The AriensCo Museum explores the 120-year history of the company through 12 galleries of painstakingly preserved memorabilia, artifacts and machinery. These relics share space with modern features, such as digital screens, movie-like “sets” to explore, historical film screenings and much more.
It’s fun to watch visitors’ reactions in the museum. Everyone finds something different that resonates with them personally,” said Ann Stilp, executive program manager at AriensCo. “They don’t expect this level of quality from a company museum in a small town.”
As manager of the project and a creator of much of the new exhibit content, Stilp explained that the museum was updated to be interactive and experiential.

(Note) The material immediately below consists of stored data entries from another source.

//! Submission validator: pure logic, no database access.

use std::borrow::Cow;
use std::collections::HashMap;
use std::sync::{LazyLock, RwLock};

use chrono::NaiveDate;
use regex::Regex;
use serde_json::Value;
use validator::ValidateEmail;

use super::rules::{FieldErrors, FieldType, FormField, FormValues};
use super::visibility::visible_fields;

/// Validate submitted values against the visible fields of a form.
///
/// Hidden and inactive fields are skipped entirely. Each failing field
/// contributes one message: the first rule it violates.
pub fn validate_submission(fields: &[FormField], values: &FormValues) -> FieldErrors {
    let mut errors = FieldErrors::new();
    for field in visible_fields(fields, values) {
        if let Some(message) = validate_field(field, values.get(&field.name)) {
            errors.insert(field.name.clone(), message);
        }
    }
    errors
}

/// Validate a single value, returning the first violation message.
///
/// Check order: required, type format, minLength, maxLength, pattern, min,
/// max. Empty values on optional fields pass without further checks.
pub fn validate_field(field: &FormField, value: Option<&Value>) -> Option<String> {
    let rules = &field.validation;
    let label = field.display_name();

    let value = match value {
        Some(v) if !is_empty(v) => v,
        _ => {
            return rules
                .required
                .then(|| override_or(field, format!("{label} is required")));
        }
    };

    check_format(field, value)
        .or_else(|| check_length(field, value))
        .or_else(|| check_pattern(field, value))
        .or_else(|| check_range(field, value))
        .map(|generated| override_or(field, generated))
}

fn override_or(field: &FormField, generated: String) -> String {
    field.validation.message.clone().unwrap_or(generated)
}

/// Empty means missing for validation purposes.
fn is_empty(value: &Value) -> bool {
    match value {
        Value::Null => true,
        Value::String(s) => s.trim().is_empty(),
        Value::Bool(b) => !b,
        Value::Array(items) => items.is_empty(),
        Value::Object(map) => map.is_empty(),
        Value::Number(_) => false,
    }
}

fn as_text(value: &Value) -> Option<Cow<'_, str>> {
    match value {
        Value::String(s) => Some(Cow::Borrowed(s.trim())),
        Value::Number(n) => Some(Cow::Owned(n.to_string())),
        Value::Bool(b) => Some(Cow::Owned(b.to_string())),
        _ => None,
    }
}

fn as_number(value: &Value) -> Option<f64> {
    match value {
        Value::Number(n) => n.as_f64(),
        Value::String(s) => s.trim().parse::<f64>().ok().filter(|f| f.is_finite()),
        _ => None,
    }
}

fn check_format(field: &FormField, value: &Value) -> Option<String> {
    let label = field.display_name();
    match field.field_type {
        FieldType::Text | FieldType::Textarea => {
            as_text(value).is_none().then(|| format!("{label} must be text"))
        }
        FieldType::Email => match as_text(value) {
            Some(text) if text.to_string().validate_email() => None,
            _ => Some(format!("{label} must be a valid email address")),
        },
        FieldType::Number => as_number(value)
            .is_none()
            .then(|| format!("{label} must be a number")),
        FieldType::Date => match as_text(value) {
            Some(text) if NaiveDate::parse_from_str(&text, "%Y-%m-%d").is_ok() => None,
            _ => Some(format!("{label} must be a date (YYYY-MM-DD)")),
        },
        FieldType::Select | FieldType::Radio => match as_text(value) {
            Some(text) if in_options(field, &text) => None,
            _ => Some(options_message(field)),
        },
        FieldType::Checkbox => {
            if field.options.is_empty() {
                return None;
            }
            let all_allowed = match value {
                Value::Array(items) => items
                    .iter()
                    .all(|item| as_text(item).is_some_and(|t| in_options(field, &t))),
                Value::Bool(_) => true,
                other => as_text(other).is_some_and(|t| in_options(field, &t)),
            };
            (!all_allowed).then(|| options_message(field))
        }
        FieldType::File => None,
    }
}

fn in_options(field: &FormField, text: &str) -> bool {
    field.options.is_empty() || field.options.iter().any(|o| o == text)
}

fn options_message(field: &FormField) -> String {
    format!(
        "{} must be one of: {}",
        field.display_name(),
        field.options.join(", ")
    )
}

fn check_length(field: &FormField, value: &Value) -> Option<String> {
    let rules = &field.validation;
    if rules.min_length.is_none() && rules.max_length.is_none() {
        return None;
    }
    let label = field.display_name();

    let (len, unit) = match value {
        Value::Array(items) => (items.len(), "selections"),
        other => (as_text(other)?.chars().count(), "characters"),
    };

    if let Some(min) = rules.min_length {
        if len < min {
            return Some(format!("{label} must have at least {min} {unit}"));
        }
    }
    if let Some(max) = rules.max_length {
        if len > max {
            return Some(format!("{label} must have at most {max} {unit}"));
        }
    }
    None
}

/// Upper bound on cached patterns; the cache is cleared when it fills up.
const PATTERN_CACHE_CAPACITY: usize = 256;

/// Compiled field patterns keyed by source text, shared across submissions.
static PATTERN_CACHE: LazyLock<RwLock<HashMap<String, Regex>>> =
    LazyLock::new(|| RwLock::new(HashMap::new()));

/// Compile `pattern` once and reuse it. `None` when it does not compile.
fn compiled_pattern(pattern: &str) -> Option<Regex> {
    if let Some(re) = PATTERN_CACHE
        .read()
        .ok()
        .and_then(|cache| cache.get(pattern).cloned())
    {
        return Some(re);
    }

    let re = Regex::new(pattern).ok()?;
    if let Ok(mut cache) = PATTERN_CACHE.write() {
        if cache.len() >= PATTERN_CACHE_CAPACITY {
            cache.clear();
        }
        cache.insert(pattern.to_string(), re.clone());
    }
    Some(re)
}

fn check_pattern(field: &FormField, value: &Value) -> Option<String> {
    let pattern = field.validation.pattern.as_deref()?;
    let text = as_text(value)?;
    // Definitions are checked on save; an uncompilable pattern in a dry run
    // is ignored.
    let re = compiled_pattern(pattern)?;
    (!re.is_match(&text)).then(|| format!("{} is not in the expected format", field.display_name()))
}

fn check_range(field: &FormField, value: &Value) -> Option<String> {
    let rules = &field.validation;
    if field.field_type != FieldType::Number {
        return None;
    }
    let number = as_number(value)?;
    let label = field.display_name();

    if let Some(min) = rules.min {
        if number < min {
            return Some(format!("{label} must be at least {}", format_number(min)));
        }
    }
    if let Some(max) = rules.max {
        if number > max {
            return Some(format!("{label} must be at most {}", format_number(max)));
        }
    }
    None
}

fn format_number(n: f64) -> String {
    if n.fract() == 0.0 && n.abs() < 1e15 {
        format!("{}", n as i64)
    } else {
        n.to_string()
    }
}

“This is one museum where we encourage kids — and their parents — to sit on equipment, turn gears and interact with displays,” she said.
The galleries and exhibits center around a main theme, “The History of the American Landscape.” This enables the museum to tell a cohesive story using the micro-history of AriensCo to provide a window into historical events and trends.

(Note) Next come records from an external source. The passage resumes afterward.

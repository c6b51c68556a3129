//! Repository for the `gallery_photos` table.

use hkv_core::pagination::clamp_page;
use hkv_core::types::DbId;
use sqlx::PgPool;

use crate::models::gallery::{
    CreateGalleryPhoto, GalleryListParams, GalleryPhoto, UpdateGalleryPhoto,
};

/// Column list shared across queries to avoid repetition.
const COLUMNS: &str = "id, title, description, category, file_path, original_filename, \
     file_size_bytes, width, height, views, is_active, display_order, created_at, updated_at";

/// Filter shared by `list` and `count`.
const LIST_FILTER: &str = "WHERE ($1::TEXT IS NULL OR category = $1) \
       AND ($2::BOOL IS FALSE OR is_active = TRUE)";

/// Provides CRUD operations for gallery photos.
pub struct GalleryPhotoRepo;

impl GalleryPhotoRepo {
    /// Record an uploaded photo.
    pub async fn create(
        pool: &PgPool,
        input: &CreateGalleryPhoto,
    ) -> Result<GalleryPhoto, sqlx::Error> {
        let query = format!(
            "INSERT INTO gallery_photos
                (title, description, category, file_path, original_filename, file_size_bytes,
                 width, height, is_active, display_order)
             VALUES ($1, $2, $3, $4, $5, $6, $7, $8, COALESCE($9, TRUE), COALESCE($10, 0))
             RETURNING {COLUMNS}"
        );
        sqlx::query_as::<_, GalleryPhoto>(&query)
            .bind(&input.title)
            .bind(&input.description)
            .bind(&input.category)
            .bind(&input.file_path)
            .bind(&input.original_filename)
            .bind(input.file_size_bytes)
            .bind(input.width)
            .bind(input.height)
            .bind(input.is_active)
            .bind(input.display_order)
            .fetch_one(pool)
            .await
    }

    /// Find a photo by its internal ID.
    pub async fn find_by_id(pool: &PgPool, id: DbId) -> Result<Option<GalleryPhoto>, sqlx::Error> {
        let query = format!("SELECT {COLUMNS} FROM gallery_photos WHERE id = $1");
        sqlx::query_as::<_, GalleryPhoto>(&query)
            .bind(id)
            .fetch_optional(pool)
            .await
    }

    /// List photos in display order.
    pub async fn list(
        pool: &PgPool,
        params: &GalleryListParams,
    ) -> Result<Vec<GalleryPhoto>, sqlx::Error> {
        let (limit, offset) = clamp_page(params.limit, params.offset);
        let query = format!(
            "SELECT {COLUMNS} FROM gallery_photos {LIST_FILTER}
             ORDER BY display_order ASC, created_at DESC, id DESC
             LIMIT $3 OFFSET $4"
        );
        sqlx::query_as::<_, GalleryPhoto>(&query)
            .bind(&params.category)
            .bind(params.active_only)
            .bind(limit)
            .bind(offset)
            .fetch_all(pool)
            .await
    }

    /// Count photos matching the same filters as [`GalleryPhotoRepo::list`].
    pub async fn count(pool: &PgPool, params: &GalleryListParams) -> Result<i64, sqlx::Error> {
        let query = format!("SELECT COUNT(*) FROM gallery_photos {LIST_FILTER}");
        sqlx::query_scalar(&query)
            .bind(&params.category)
            .bind(params.active_only)
            .fetch_one(pool)
            .await
    }

    /// Update photo metadata. Only non-`None` fields are applied.
    pub async fn update(
        pool: &PgPool,
        id: DbId,
        input: &UpdateGalleryPhoto,
    ) -> Result<Option<GalleryPhoto>, sqlx::Error> {
        let query = format!(
            "UPDATE gallery_photos SET
                title = COALESCE($2, title),
                description = COALESCE($3, description),
                category = COALESCE($4, category),
                is_active = COALESCE($5, is_active),
                display_order = COALESCE($6, display_order)
             WHERE id = $1
             RETURNING {COLUMNS}"
        );
        sqlx::query_as::<_, GalleryPhoto>(&query)
            .bind(id)
            .bind(&input.title)
            .bind(&input.description)
            .bind(&input.category)
            .bind(input.is_active)
            .bind(input.display_order)
            .fetch_optional(pool)
            .await
    }

    /// Increment the view counter, returning the updated row.
    pub async fn increment_views(
        pool: &PgPool,
        id: DbId,
    ) -> Result<Option<GalleryPhoto>, sqlx::Error> {
        let query = format!(
            "UPDATE gallery_photos SET views = views + 1 WHERE id = $1 RETURNING {COLUMNS}"
        );
        sqlx::query_as::<_, GalleryPhoto>(&query)
            .bind(id)
            .fetch_optional(pool)
            .await
    }

    /// Delete a photo row, returning it so the caller can remove the file.
    pub async fn delete(pool: &PgPool, id: DbId) -> Result<Option<GalleryPhoto>, sqlx::Error> {
        let query = format!("DELETE FROM gallery_photos WHERE id = $1 RETURNING {COLUMNS}");
        sqlx::query_as::<_, GalleryPhoto>(&query)
            .bind(id)
            .fetch_optional(pool)
            .await
    }
}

“We knew we had equipment ‘super fans’ who would visit, but we redesigned the museum to appeal to everyone who comes, whether or not they are interested in power equipment,” Stilp explained. “We thought of the visitor who might be dragged to the museum by a family member who loves power equipment but might not share the same interests. We made sure to design the space so everyone has a memorable experience.”

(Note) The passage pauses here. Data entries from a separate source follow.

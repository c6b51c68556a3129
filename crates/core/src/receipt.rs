//! Printable HTML donation receipts.
//!
//! The receipt is a standalone document (inline CSS, no external assets) so
//! the browser's print dialog can save it as PDF.

use chrono::NaiveDate;

/// Everything printed on a receipt.
#[derive(Debug, Clone)]
pub struct ReceiptData {
    pub org_name: String,
    pub org_address: String,
    pub receipt_number: String,
    pub date: NaiveDate,
    pub donor_name: String,
    pub donor_email: String,
    pub donor_address: Option<String>,
    pub pan_number: Option<String>,
    pub seva_type: String,
    pub campaign_title: Option<String>,
    pub amount: f64,
    pub currency: String,
    pub payment_reference: Option<String>,
}

/// Render a receipt as a complete HTML document. All text is escaped.
pub fn render_receipt_html(data: &ReceiptData) -> String {
    let mut rows = vec![
        row("Receipt No.", &data.receipt_number),
        row("Date", &data.date.format("%d %B %Y").to_string()),
        row("Received from", &data.donor_name),
        row("Email", &data.donor_email),
    ];
    if let Some(address) = non_empty(&data.donor_address) {
        rows.push(row("Address", address));
    }
    if let Some(pan) = non_empty(&data.pan_number) {
        rows.push(row("PAN", pan));
    }
    rows.push(row("Seva", &data.seva_type));
    if let Some(campaign) = non_empty(&data.campaign_title) {
        rows.push(row("Campaign", campaign));
    }
    rows.push(row(
        "Amount",
        &format!("{} {}", data.currency, format_amount(data.amount)),
    ));
    rows.push(row("Amount in words", &amount_in_words(data.amount)));
    if let Some(reference) = non_empty(&data.payment_reference) {
        rows.push(row("Payment reference", reference));
    }

    format!(
        r#"<!DOCTYPE html>
<html lang="en">
<head>
<meta charset="utf-8">
<title>Receipt {receipt_number}</title>
<style>
body {{ font-family: Georgia, serif; margin: 40px; color: #222; }}
.receipt {{ max-width: 720px; margin: 0 auto; border: 1px solid #c9a227; padding: 32px; }}
h1 {{ margin: 0; color: #8a4b08; }}
.address {{ margin: 4px 0 24px; color: #555; }}
table {{ width: 100%; border-collapse: collapse; }}
th {{ text-align: left; width: 35%; padding: 6px 8px; color: #555; font-weight: normal; }}
td {{ padding: 6px 8px; }}
.note {{ margin-top: 24px; font-size: 0.9em; color: #555; }}
</style>
</head>
<body>
<div class="receipt">
<h1>{org_name}</h1>
<p class="address">{org_address}</p>
<h2>Donation Receipt</h2>
<table>
{rows}
</table>
<p class="note">Thank you for your generous support. Donations are eligible for deduction under Section 80G of the Income Tax Act, 1961, subject to applicable conditions.</p>
</div>
</body>
</html>
"#,
        receipt_number = escape_html(&data.receipt_number),
        org_name = escape_html(&data.org_name),
        org_address = escape_html(&data.org_address),
        rows = rows.join("\n"),
    )
}

fn row(label: &str, value: &str) -> String {
    format!(
        "<tr><th>{}</th><td>{}</td></tr>",
        escape_html(label),
        escape_html(value)
    )
}

fn non_empty(value: &Option<String>) -> Option<&str> {
    value.as_deref().map(str::trim).filter(|s| !s.is_empty())
}

/// Escape text for inclusion in HTML element content or attribute values.
pub fn escape_html(input: &str) -> String {
    let mut out = String::with_capacity(input.len());
    for c in input.chars() {
        match c {
            '&' => out.push_str("&amp;"),
            '<' => out.push_str("&lt;"),
            '>' => out.push_str("&gt;"),
            '"' => out.push_str("&quot;"),
            '\'' => out.push_str("&#39;"),
            _ => out.push(c),
        }
    }
    out
}

/// Format an amount with Indian digit grouping: `12,34,567.00`.
pub fn format_amount(amount: f64) -> String {
    let paise_total = (amount.abs() * 100.0).round() as u64;
    let rupees = (paise_total / 100).to_string();
    let paise = paise_total % 100;

    let grouped = if rupees.len() <= 3 {
        rupees
    } else {
        let (head, last3) = rupees.split_at(rupees.len() - 3);
        let mut parts: Vec<&str> = Vec::new();
        let mut end = head.len();
        while end > 2 {
            parts.push(&head[end - 2..end]);
            end -= 2;
        }
        parts.push(&head[..end]);
        parts.reverse();
        format!("{},{last3}", parts.join(","))
    };

    let sign = if amount < 0.0 { "-" } else { "" };
    format!("{sign}{grouped}.{paise:02}")
}

const ONES: [&str; 20] = [
    "", "One", "Two", "Three", "Four", "Five", "Six", "Seven", "Eight", "Nine", "Ten",
    "Eleven", "Twelve", "Thirteen", "Fourteen", "Fifteen", "Sixteen", "Seventeen", "Eighteen",
    "Nineteen",
];

const TENS: [&str; 10] = [
    "", "", "Twenty", "Thirty", "Forty", "Fifty", "Sixty", "Seventy", "Eighty", "Ninety",
];

/// Spell out an amount in the Indian numbering system (lakh, crore).
///
/// `1234.5` becomes `Rupees One Thousand Two Hundred Thirty-Four and Fifty Paise Only`.
pub fn amount_in_words(amount: f64) -> String {
    let paise_total = (amount.abs() * 100.0).round() as u64;
    let rupees = paise_total / 100;
    let paise = paise_total % 100;

    if paise == 0 {
        format!("Rupees {} Only", number_in_words(rupees))
    } else {
        format!(
            "Rupees {} and {} Paise Only",
            number_in_words(rupees),
            number_in_words(paise)
        )
    }
}

fn number_in_words(n: u64) -> String {
    if n == 0 {
        return "Zero".to_string();
    }

    let mut parts = Vec::new();
    let crore = n / 10_000_000;
    let lakh = (n / 100_000) % 100;
    let thousand = (n / 1_000) % 100;
    let hundred = (n / 100) % 10;
    let rest = n % 100;

    if crore > 0 {
        parts.push(format!("{} Crore", number_in_words(crore)));
    }
    if lakh > 0 {
        parts.push(format!("{} Lakh", two_digit_words(lakh)));
    }
    if thousand > 0 {
        parts.push(format!("{} Thousand", two_digit_words(thousand)));
    }
    if hundred > 0 {
        parts.push(format!("{} Hundred", ONES[hundred as usize]));
    }
    if rest > 0 {
        parts.push(two_digit_words(rest));
    }
    parts.join(" ")
}

fn two_digit_words(n: u64) -> String {
    let n = n as usize;
    if n < 20 {
        ONES[n].to_string()
    } else if n % 10 == 0 {
        TENS[n / 10].to_string()
    } else {
        format!("{}-{}", TENS[n / 10], ONES[n % 10])
    }
}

The AriensCo Museum was originally organized by a group of retired employees in 2003 as a project to preserve the company’s history. The volunteers began storing equipment and archiving seminal events in downtown Brillion, where the company had its first manufacturing plant. They organized the equipment into a collection and began to operate the space as a museum. At that time, it was only open to visitors by appointment.
Over the next 15 years, the company and the volunteers continued to develop the museum. In 2018, an internal team of AriensCo employees, with input from the volunteers, initiated a complete remodel of the museum that focused on making it immersive, interactive and appealing to a wider audience. They also added another mission — to create a series of STEM exhibits to help generate interest in science, technology, engineering and math.
“We added nine STEM education stations that cover the mechanical principles of machine design,” Stilp explained. “Visitors are able to turn gears, see how drives work, connect belts and pulleys and learn how our engineers use different types of gear sets to design power equipment.”
One exhibit takes a closer look at how engineers use various combinations of gears to generate power for machines. Another shows how pulleys transfer power among mechanical components. To show how far technology has come since AriensCo’s early days, an entire Gravely zero-turn mower hangs from the ceiling, with all of its components dismantled and each suspended in midair on its own wire.
The museum also offers STEM-centric tours for school groups that include classroom activities for students. In 2022, the museum will host Summer STEM Camps. These activities help the museum contribute to AriensCo’s commitment to connect with the community and inform and engage with it.
One of the biggest goals in relaunching the AriensCo Museum was to anchor the products in a historical context that reflects the company’s contributions and reactions to the history of the last 100 years. New exhibits show the cultural, technological and economic trends that influenced Ariens and Gravely machine designs, and how those machines, in turn, influenced the trends of a period.
“All AriensCo products throughout history are a response to a particular need, specific to a particular time,” Stilp said. “Whether that was the development of the U.S. farming industry in the first half of the 20th century or the suburban boom that began in the 1960s, AriensCo designed equipment that best met the needs of commercial and residential users of the period.”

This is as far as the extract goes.